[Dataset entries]
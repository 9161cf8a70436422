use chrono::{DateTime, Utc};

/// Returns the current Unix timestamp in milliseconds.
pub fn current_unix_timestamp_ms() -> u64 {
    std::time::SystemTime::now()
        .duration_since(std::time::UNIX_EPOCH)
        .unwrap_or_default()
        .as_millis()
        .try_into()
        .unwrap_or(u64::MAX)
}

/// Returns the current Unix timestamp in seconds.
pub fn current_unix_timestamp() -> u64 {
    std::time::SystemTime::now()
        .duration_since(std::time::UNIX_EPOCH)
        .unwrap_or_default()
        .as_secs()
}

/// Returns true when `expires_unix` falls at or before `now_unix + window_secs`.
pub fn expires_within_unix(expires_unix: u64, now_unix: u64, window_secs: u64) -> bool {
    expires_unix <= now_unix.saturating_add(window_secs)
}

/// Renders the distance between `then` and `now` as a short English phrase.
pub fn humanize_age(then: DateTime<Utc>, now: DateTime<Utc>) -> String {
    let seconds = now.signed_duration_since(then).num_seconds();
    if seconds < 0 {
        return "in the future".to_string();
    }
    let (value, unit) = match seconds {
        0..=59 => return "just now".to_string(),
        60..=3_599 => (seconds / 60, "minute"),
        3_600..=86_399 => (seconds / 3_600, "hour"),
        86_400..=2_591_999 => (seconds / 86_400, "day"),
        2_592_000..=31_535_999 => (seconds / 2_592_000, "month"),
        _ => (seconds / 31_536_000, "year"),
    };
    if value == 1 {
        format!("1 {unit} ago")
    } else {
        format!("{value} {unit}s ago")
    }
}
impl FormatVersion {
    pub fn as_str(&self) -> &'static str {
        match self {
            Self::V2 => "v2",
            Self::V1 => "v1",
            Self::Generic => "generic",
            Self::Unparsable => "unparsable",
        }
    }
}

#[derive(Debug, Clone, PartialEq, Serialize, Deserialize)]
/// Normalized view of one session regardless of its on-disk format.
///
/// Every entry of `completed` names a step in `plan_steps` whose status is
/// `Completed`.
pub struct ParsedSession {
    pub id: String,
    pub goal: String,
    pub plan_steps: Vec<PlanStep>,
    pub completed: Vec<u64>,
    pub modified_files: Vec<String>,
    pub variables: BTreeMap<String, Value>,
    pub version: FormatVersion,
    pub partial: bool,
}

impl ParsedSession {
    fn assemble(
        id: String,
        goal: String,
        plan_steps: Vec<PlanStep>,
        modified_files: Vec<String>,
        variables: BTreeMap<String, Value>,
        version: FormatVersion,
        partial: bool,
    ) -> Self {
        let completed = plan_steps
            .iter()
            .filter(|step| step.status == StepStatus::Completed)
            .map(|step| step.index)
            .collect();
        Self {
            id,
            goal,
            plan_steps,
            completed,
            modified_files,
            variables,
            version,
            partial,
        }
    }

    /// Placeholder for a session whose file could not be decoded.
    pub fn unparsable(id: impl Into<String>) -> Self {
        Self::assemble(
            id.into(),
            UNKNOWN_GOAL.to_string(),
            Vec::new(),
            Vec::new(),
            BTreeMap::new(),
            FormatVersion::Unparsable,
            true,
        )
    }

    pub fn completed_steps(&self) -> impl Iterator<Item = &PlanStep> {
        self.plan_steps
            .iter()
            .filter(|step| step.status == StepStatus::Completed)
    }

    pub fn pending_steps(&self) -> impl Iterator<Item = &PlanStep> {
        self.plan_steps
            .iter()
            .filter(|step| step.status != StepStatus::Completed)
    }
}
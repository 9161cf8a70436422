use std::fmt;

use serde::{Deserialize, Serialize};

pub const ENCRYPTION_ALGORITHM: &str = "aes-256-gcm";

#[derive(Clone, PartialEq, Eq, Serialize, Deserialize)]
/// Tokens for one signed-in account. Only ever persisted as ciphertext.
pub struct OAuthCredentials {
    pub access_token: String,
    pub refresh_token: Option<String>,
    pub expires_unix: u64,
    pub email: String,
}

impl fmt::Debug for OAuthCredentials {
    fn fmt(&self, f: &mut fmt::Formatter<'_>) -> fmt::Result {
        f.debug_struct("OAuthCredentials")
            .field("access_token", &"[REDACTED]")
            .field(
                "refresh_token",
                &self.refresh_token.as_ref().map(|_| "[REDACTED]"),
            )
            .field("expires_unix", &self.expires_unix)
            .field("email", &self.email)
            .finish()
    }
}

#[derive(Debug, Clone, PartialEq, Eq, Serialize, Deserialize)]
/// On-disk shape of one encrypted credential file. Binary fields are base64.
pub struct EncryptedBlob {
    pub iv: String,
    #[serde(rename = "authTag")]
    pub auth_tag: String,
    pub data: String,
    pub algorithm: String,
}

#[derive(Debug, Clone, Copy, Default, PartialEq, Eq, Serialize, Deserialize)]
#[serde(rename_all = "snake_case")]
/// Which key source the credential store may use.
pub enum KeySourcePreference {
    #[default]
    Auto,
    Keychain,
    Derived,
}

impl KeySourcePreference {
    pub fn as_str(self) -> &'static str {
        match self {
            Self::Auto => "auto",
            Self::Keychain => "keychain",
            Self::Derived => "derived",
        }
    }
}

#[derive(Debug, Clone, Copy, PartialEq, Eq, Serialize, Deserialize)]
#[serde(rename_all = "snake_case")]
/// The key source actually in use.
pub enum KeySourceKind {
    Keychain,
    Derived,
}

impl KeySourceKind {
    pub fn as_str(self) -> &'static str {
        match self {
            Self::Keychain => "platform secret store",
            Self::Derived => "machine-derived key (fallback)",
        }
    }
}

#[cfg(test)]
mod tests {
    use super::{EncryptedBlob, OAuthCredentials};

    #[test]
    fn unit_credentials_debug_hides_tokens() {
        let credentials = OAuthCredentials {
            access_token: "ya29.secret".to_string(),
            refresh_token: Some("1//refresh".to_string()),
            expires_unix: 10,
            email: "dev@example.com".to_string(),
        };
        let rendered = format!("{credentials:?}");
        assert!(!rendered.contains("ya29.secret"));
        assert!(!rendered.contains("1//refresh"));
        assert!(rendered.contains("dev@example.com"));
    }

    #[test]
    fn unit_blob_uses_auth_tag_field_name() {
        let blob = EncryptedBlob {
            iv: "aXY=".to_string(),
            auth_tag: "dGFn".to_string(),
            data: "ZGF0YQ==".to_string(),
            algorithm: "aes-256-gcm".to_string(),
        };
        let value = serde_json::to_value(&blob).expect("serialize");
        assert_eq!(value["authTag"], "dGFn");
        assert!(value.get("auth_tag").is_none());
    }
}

■ DIRECTIONS FOR THIS TASK ■
Track down all lines above with the string "true" and copy them.

■ TASK ANSWER ■
/// Returns true when `expires_unix` falls at or before `now_unix + window_secs`.
            true,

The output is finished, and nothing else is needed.